You may cite the reports from your doctors and therapists, but the insurer’s denial may focus on function and reliability in the workplace, not on diagnosis alone.
You also have a strict limitation period to file a lawsuit. An internal appeal, reviewed by the same company that denied your benefits, can use up valuable time while that legal deadline continues to run.
The Denial Letter Is a Roadmap If You Read It the Right Way
What to Highlight: A Quick Checklist
- The precise denial reasons stated in the letter
- The definition of disability being applied, such as own occupation or any occupation
- Any mention of paper reviews, insurer doctors, IMEs, assessments, vocational testing, job matching, or surveillance
- The appeal steps and deadline window
Common Denial Language
- “Insufficient evidence”
- “Not totally disabled”
- “Sedentary work”
- “Expected improvement”
- “Non-compliance”
- “Pre-existing condition limitation”
The Five Things to Do Before You Appeal
1. Calendar All Deadlines and Protect Your Timeline
- Put every deadline in your calendar, including appeal windows, forms, and assessment dates.
- Create a simple timeline: symptoms, treatment, work impact, claim, and denial.
- Start a claim folder for letters, forms, medical records, notes, and emails.
2. Identify the Real Reason You Were Denied
Most denials fall into three buckets:
- The evidence does not prove disability.
- The insurer says you have capacity for work.
- Policy exclusions or limitations apply.
- Write the denial reasons as bullet points in your own words.
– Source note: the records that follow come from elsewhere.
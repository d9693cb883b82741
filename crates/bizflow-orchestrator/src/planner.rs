use bizflow_core::{
    AgentId, Complexity, HistoryEntry, PlanRequest, RawProposal, Reasoner, WorkflowEvent,
};
use serde::{Deserialize, Serialize};
use std::collections::BTreeMap;
use std::sync::Arc;
use std::time::Duration;
use tracing::{info, warn};

/// Sequence used whenever no valid proposal is available.
pub const FALLBACK_SEQUENCE: [AgentId; 2] = [AgentId::Coordinator, AgentId::Analysis];

/// A validated agent sequence with its explanation.
#[derive(Debug, Clone, PartialEq, Serialize, Deserialize)]
pub struct Plan {
    pub sequence: Vec<AgentId>,
    pub rationale: BTreeMap<AgentId, String>,
    /// In `[0, 1]`. Zero for the fallback.
    pub confidence: f32,
    pub complexity: Complexity,
    /// Why the planner fell back, if it did.
    pub fallback_reason: Option<String>,
}

impl Plan {
    /// The default sequence, carrying the reason the proposal was unusable.
    pub fn fallback(reason: impl Into<String>) -> Self {
        let rationale = BTreeMap::from([
            (
                AgentId::Coordinator,
                "Frame the task and coordinate the run".to_string(),
            ),
            (
                AgentId::Analysis,
                "Summarize findings for the reviewer".to_string(),
            ),
        ]);
        Self {
            sequence: FALLBACK_SEQUENCE.to_vec(),
            rationale,
            confidence: 0.0,
            complexity: Complexity::from_len(FALLBACK_SEQUENCE.len()),
            fallback_reason: Some(reason.into()),
        }
    }

    pub fn is_fallback(&self) -> bool {
        self.fallback_reason.is_some()
    }

    /// The plan as a plan-gate request.
    pub fn to_event(&self, request_id: &str, task_description: &str) -> WorkflowEvent {
        WorkflowEvent::PlanApprovalRequest {
            request_id: request_id.to_string(),
            task_description: task_description.to_string(),
            sequence: self.sequence.clone(),
            rationale: self.rationale.clone(),
            confidence: self.confidence,
            complexity: self.complexity,
            estimated_steps: self.sequence.len(),
            fallback_reason: self.fallback_reason.clone(),
        }
    }

    /// Check a raw proposal. Any problem is returned as the fallback reason.
    pub fn validate(raw: RawProposal) -> Result<Self, String> {
        let sequence = AgentId::parse_list(&raw.sequence).map_err(|e| e.to_string())?;
        AgentId::validate_sequence(&sequence)?;

        let mut rationale = BTreeMap::new();
        for (name, text) in raw.rationale {
            if let Ok(agent) = name.parse::<AgentId>() {
                if sequence.contains(&agent) {
                    rationale.insert(agent, text);
                }
            }
        }
        for agent in &sequence {
            rationale
                .entry(*agent)
                .or_insert_with(|| "No rationale provided".to_string());
        }

        let confidence = if raw.confidence.is_finite() {
            raw.confidence.clamp(0.0, 1.0)
        } else {
            0.0
        };
        let complexity = raw
            .complexity
            .as_deref()
            .and_then(Complexity::parse_label)
            .unwrap_or_else(|| Complexity::from_len(sequence.len()));

        Ok(Self {
            sequence,
            rationale,
            confidence,
            complexity,
            fallback_reason: None,
        })
    }
}

/// Turns a task into an agent sequence.
///
/// Never fails: an absent, slow, erroring or nonsensical reasoner yields
/// [`Plan::fallback`].
pub struct SequencePlanner {
    reasoner: Option<Arc<dyn Reasoner>>,
    timeout: Duration,
}

impl SequencePlanner {
    pub fn new(reasoner: Option<Arc<dyn Reasoner>>, timeout: Duration) -> Self {
        Self { reasoner, timeout }
    }

    pub async fn propose(
        &self,
        task_description: &str,
        history: &[HistoryEntry],
        feedback: Option<&str>,
    ) -> Plan {
        let Some(reasoner) = &self.reasoner else {
            return fallback("no reasoning backend configured");
        };

        let request = PlanRequest {
            task_description,
            history,
            feedback,
        };
        let raw = match tokio::time::timeout(self.timeout, reasoner.propose(request)).await {
            Ok(Ok(raw)) => raw,
            Ok(Err(e)) => return fallback(format!("reasoning backend error: {e}")),
            Err(_) => {
                return fallback(format!(
                    "reasoning backend timed out after {}s",
                    self.timeout.as_secs()
                ))
            }
        };

        match Plan::validate(raw) {
            Ok(plan) => {
                info!(
                    sequence = ?plan.sequence,
                    confidence = plan.confidence,
                    "Planner: proposal accepted"
                );
                plan
            }
            Err(reason) => fallback(format!("invalid proposal: {reason}")),
        }
    }
}

fn fallback(reason: impl Into<String>) -> Plan {
    let plan = Plan::fallback(reason);
    warn!(
        reason = plan.fallback_reason.as_deref().unwrap_or_default(),
        "Planner: using fallback sequence"
    );
    plan
}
- Note what is missing, such as function detail, consistency, specialist input, or work proof.
3. Request the Documents the Insurer Relied On
You cannot respond well if you do not know what the insurer used against you.
Request the following in writing:
- The policy booklet and disability definition
- Internal medical consultant reports, including paper reviews
- IME reports, if any
- Vocational assessments or transferable skills analyses
- Surveillance summaries, if referenced
- A list of all documents in the claim file
Practical Tip: Keep communication in writing and save PDFs.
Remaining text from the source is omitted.